Semantic links are one of the keys to digital asset management as well as content management success. Computer-based search operations have historically been based on character matching: a search for building finds content tagged with building.
One limitation of this approach is that the search engine has no real understanding of the user’s intentions or expectations. For example, was the user thinking of building in the verb or the noun sense? Was she looking for content related to physical structures or was she looking for content showing a child constructing a fort?
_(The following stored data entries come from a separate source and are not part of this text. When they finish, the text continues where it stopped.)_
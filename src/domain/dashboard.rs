//! Retro Board Directory
//!
//! The dashboard's list of retro boards. Boards are named on creation and
//! link out to their own route.

use std::sync::Arc;

use serde::{Deserialize, Serialize};

use crate::ids::IdAllocator;

/// A retro board as listed on the dashboard
#[derive(Debug, Clone, PartialEq, Serialize, Deserialize)]
pub struct RetroBoard {
    pub id: u64,
    pub name: String,
}

/// Ordered list of the retro boards a project has created
#[derive(Debug)]
pub struct BoardDirectory {
    boards: Vec<RetroBoard>,
    ids: Arc<IdAllocator>,
}

impl BoardDirectory {
    pub fn new(ids: Arc<IdAllocator>) -> Self {
        Self {
            boards: Vec::new(),
            ids,
        }
    }

    pub fn boards(&self) -> &[RetroBoard] {
        &self.boards
    }

    /// Append a board named after its position in the list
    pub fn add_board(&mut self) -> u64 {
        let id = self.ids.next_id();
        let name = format!("Retro Board {}", self.boards.len() + 1);
        self.boards.push(RetroBoard { id, name });
        id
    }
}

#[cfg(test)]
mod tests {
    use super::*;

    #[test]
    fn test_boards_are_numbered_in_order() {
        let mut directory = BoardDirectory::new(Arc::new(IdAllocator::starting_at(10)));
        directory.add_board();
        directory.add_board();
        let names: Vec<&str> = directory.boards().iter().map(|b| b.name.as_str()).collect();
        assert_eq!(names, ["Retro Board 1", "Retro Board 2"]);
    }

    #[test]
    fn test_board_ids_are_unique() {
        let mut directory = BoardDirectory::new(Arc::new(IdAllocator::starting_at(10)));
        let a = directory.add_board();
        let b = directory.add_board();
        assert_ne!(a, b);
    }
}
In order to provide meaningful search results, the search engine must have a semantic understanding of the user’s meaning. There are a few ways in which this can happen:
- The user can provide additional terms in the search
- The search engine can consider previous searches by the user to get a sense of intention
- The search engine can consider public trend or popularity to assume one over the other
Google uses additional factors, such as the searching user’s location and local time of search, to establish semantic understanding. For example, if you type pizza into Google around lunchtime, the engine’s assumption is that you want one, not that you want to find out how many are sold each year, or learn to make your own. Based on your location at the time of the search, Google prioritizes results near you.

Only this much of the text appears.